It’s hard to believe, but one year has passed since the attempt to destroy nothing less than the U.S. democracy. On January 6, 2021, the entire world witnessed a mob of fanatical followers of ex-President Donald Trump breaking into the federal Capitol Building in Washington, D.C., intent on preventing the certification of the electoral victory of today’s leader, Joe Biden, at all costs.
Among that plethora of traitors to the very freedoms this democracy bestows were those who dared to deny both the facts and motives of this violent and frustrated insurrection, bluntly rejecting that Trump was the mastermind behind this historical mess, when everything else indicated exactly the opposite. His responsibility—or irresponsibility—is so evident that the former leader could neither escape from justice nor the historical condemnation that awaits him. This was not a “revolutionary act” to save the “oppressed,” like many historic revolutions that have changed the world, but an attempt to safeguard the privileges of a white supremacy that, in itself, has been the oppressor and the discriminator since the birth of this nation.
Moreover, this state of permanent denial has not served his followers—not even a little bit—as some of these perpetrating fanatics, now whining in the face of justice, have begun to face trial. With many more to come, as Attorney General Merrick Garland promised.
Let’s be clear: immigrants have not come to replace anyone, but to work, and principally to work hard to support their families.
This attack against the most functional democracy on the planet (to date) serves, on the other hand, to illustrate a most interesting dichotomy on all fronts: on one hand, the democracy that Trump and his followers intend on destroying and, on the other, the democracy that is built and strengthened day after day through the work of immigrants, especially undocumented immigrants, even though they cannot vote.
It’s true that the vast majority of Trump’s followers still agree with the anti-immigrant policies that their leader put into practice during his administration (2016-2020), the four most difficult years, especially for undocumented immigrants. The racism, discrimination, and xenophobia that emanated from the White House during that entire time has become an intractable stain on that era, while also revealing that U.S. society has not been able to overcome those anomalies, despite the evident diversity that has been unfolding among its inhabitants for decades now.
This type of self-destruction—which had its quintessence in the attack on the Capitol last year—is symptomatic of a part of society that has basically everything, compared to other societies around the world and above all in comparison to minorities who live here, fiercely fighting for a place in this nation that they call home and for which they have given everything.

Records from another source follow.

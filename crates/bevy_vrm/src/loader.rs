use bevy::asset::io::Reader;
use bevy::asset::{Asset, AssetLoader, AsyncReadExt, Handle, LoadContext};
use bevy::gltf::{GltfLoader, GltfLoaderSettings};
use bevy::prelude::{FromWorld, World};
use bevy::reflect::TypePath;
use bevy::render::renderer::RenderDevice;
use bevy::render::texture::CompressedImageFormats;
use bevy::scene::Scene;
use bevy::tasks::futures_lite::io::Cursor;
use bevy::utils::ConditionalSendFuture;

use crate::meta::{VrmError, VrmMeta};

/// A loaded VRM: the glTF scenes plus the humanoid layout needed to drive them.
#[derive(Asset, TypePath, Debug)]
pub struct Vrm {
    pub scenes: Vec<Handle<Scene>>,
    pub meta: VrmMeta,
}

/// Loads `.vrm` files. Meshes, materials and scenes go through bevy's own glTF
/// loader; this only adds the VRM extension on top.
pub struct VrmLoader {
    gltf: GltfLoader,
}

impl FromWorld for VrmLoader {
    fn from_world(world: &mut World) -> Self {
        let supported_compressed_formats = match world.get_resource::<RenderDevice>() {
            Some(device) => CompressedImageFormats::from_features(device.features()),
            None => CompressedImageFormats::NONE,
        };
        Self {
            gltf: GltfLoader {
                supported_compressed_formats,
                custom_vertex_attributes: Default::default(),
            },
        }
    }
}

impl AssetLoader for VrmLoader {
    type Asset = Vrm;
    type Settings = ();
    type Error = VrmError;

    fn load<'a>(
        &'a self,
        reader: &'a mut Reader,
        _settings: &'a Self::Settings,
        load_context: &'a mut LoadContext,
    ) -> impl ConditionalSendFuture<Output=Result<Self::Asset, Self::Error>> {
        async move {
            let mut bytes = Vec::new();
            reader.read_to_end(&mut bytes).await?;

            let meta = VrmMeta::from_slice(&bytes)?;
            tracing::debug!(
                "VRM {} has {} humanoid bones, {} blend shape presets",
                load_context.path().display(),
                meta.bones.len(),
                meta.blend_shapes.len(),
            );

            let mut gltf_reader = Cursor::new(bytes.as_slice());
            let gltf = self.gltf
                .load(&mut gltf_reader, &GltfLoaderSettings::default(), load_context)
                .await?;

            Ok(Vrm {
                scenes: gltf.scenes,
                meta,
            })
        }
    }

    fn extensions(&self) -> &[&str] {
        &["vrm"]
    }
}
use serde::{Deserialize, Serialize};

pub mod vrm;

#[derive(Clone, Debug, Serialize, Deserialize)]
pub struct RootExtensions {
    #[serde(rename = "VRM")]
    pub vrm: vrm::VrmExtensionJson,
}

#[derive(Clone, Debug, Default, Serialize, Deserialize)]
pub struct NodeJson {
    #[serde(default)]
    pub name: Option<String>,
    #[serde(default)]
    pub mesh: Option<u32>,
}

/// The parts of the glTF root that VRM metadata refers into.
#[derive(Clone, Debug, Serialize, Deserialize)]
pub struct ExtendedRoot {
    pub extensions: RootExtensions,
    #[serde(default)]
    pub nodes: Vec<NodeJson>,
}
use serde::{Deserialize, Serialize};

#[derive(Clone, Debug, Serialize, Deserialize)]
pub struct HumanBoneJson {
    pub bone: String,
    pub node: u32,
}

#[derive(Clone, Debug, Serialize, Deserialize)]
#[serde(rename_all = "camelCase")]
pub struct HumanoidJson {
    pub human_bones: Vec<HumanBoneJson>,
}

#[derive(Clone, Debug, Serialize, Deserialize)]
pub struct BlendShapeBindJson {
    pub mesh: u32,
    pub index: u32,
    /// 0 to 100.
    pub weight: f32,
}

#[derive(Clone, Debug, Serialize, Deserialize)]
#[serde(rename_all = "camelCase")]
pub struct BlendShapeGroupJson {
    pub name: String,
    #[serde(default)]
    pub preset_name: String,
    #[serde(default)]
    pub binds: Vec<BlendShapeBindJson>,
    #[serde(default)]
    pub is_binary: bool,
}

#[derive(Clone, Debug, Default, Serialize, Deserialize)]
#[serde(rename_all = "camelCase")]
pub struct BlendShapeMasterJson {
    #[serde(default)]
    pub blend_shape_groups: Vec<BlendShapeGroupJson>,
}

/// The VRM 0.x root extension.
#[derive(Clone, Debug, Serialize, Deserialize)]
#[serde(rename_all = "camelCase")]
pub struct VrmExtensionJson {
    #[serde(default)]
    pub exporter_version: Option<String>,
    #[serde(default)]
    pub spec_version: Option<String>,
    pub humanoid: HumanoidJson,
    #[serde(default)]
    pub blend_shape_master: BlendShapeMasterJson,
}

Let’s be clear: immigrants have not come to replace anyone, but to work, and principally to work hard to support their families.
Essentially, while Trump and his enablers were at the point of ruining everything that the United States has achieved, as far as the praxis of democracy goes, caring very little about the possibility of turning the country into a failed state and, in that regard, vulnerable to the predation of a single man and his economic ambitions, undocumented immigrants continued with their minds fixed on their goals: to sustain their families as well as contribute to the efforts to save a society threatened by one of the most lethal pandemics in the history of humankind–that of COVID-19 and its variants.

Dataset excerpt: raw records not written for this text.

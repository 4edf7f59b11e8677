use crate::mapper::AnimationMapper;
use crate::rig::AvatarRig;
use crate::signal::SharedSignal;
use crate::tuning::RENDER_SKIP_INTERVAL;

/// Draws two frames out of every three.
#[derive(Debug, Clone, Copy, Default)]
pub struct FrameThrottle {
    frame: u64,
}

impl FrameThrottle {
    /// Count a frame and report whether it should be drawn.
    pub fn tick(&mut self) -> bool {
        self.frame += 1;
        self.frame % RENDER_SKIP_INTERVAL != 0
    }

    pub fn frame(&self) -> u64 {
        self.frame
    }
}

#[derive(Debug, Clone, Copy, PartialEq, Eq)]
pub struct RenderTick {
    pub frame: u64,
    pub draw: bool,
}

/// One iteration per display refresh: map the signal onto the avatar (if
/// there is one yet), then decide whether this frame gets painted.
#[derive(Debug, Default)]
pub struct RenderLoop {
    throttle: FrameThrottle,
    mapper: AnimationMapper,
}

impl RenderLoop {
    pub fn new() -> Self {
        Self::default()
    }

    pub fn mapper(&self) -> &AnimationMapper {
        &self.mapper
    }

    pub fn tick<R: AvatarRig + ?Sized>(
        &mut self,
        signal: &SharedSignal,
        rig: Option<&mut R>,
        dt: f32,
    ) -> RenderTick {
        let draw = self.throttle.tick();
        if let Some(rig) = rig {
            signal.update(|signal| self.mapper.apply(signal, rig, dt));
        }

        RenderTick {
            frame: self.throttle.frame(),
            draw,
        }
    }
}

This pandemic, of course, is not the only concrete example of the commitment that immigrants of any origin, with or without documents, have to the nation that they have adopted to live in and continue to put down family roots, generation after generation, until their presence is accepted. They have shown repeatedly and permanently, over the course of decades and centuries, that this country and its culture are the product of waves of immigrants who have given life, first economically and then demographically, as well as educationally, health-wise, politically and, of course, by building democracy, among other contributions. It is no longer rare to see lawmakers who are the children of immigrants; making their way into the political sphere is not easy, but it does guarantee greater political and ideological diversity.
This first anniversary of the attack on the Capitol also reminds us that the development of industrial societies—that have so much—can become so unhinged that, in the blink of an eye, they can destroy the badly-needed democracy in other parts of the world.
But today we also remember that immigration helps build democracy, too.
David Torres is a Spanish-language Advisor at América’s Voice.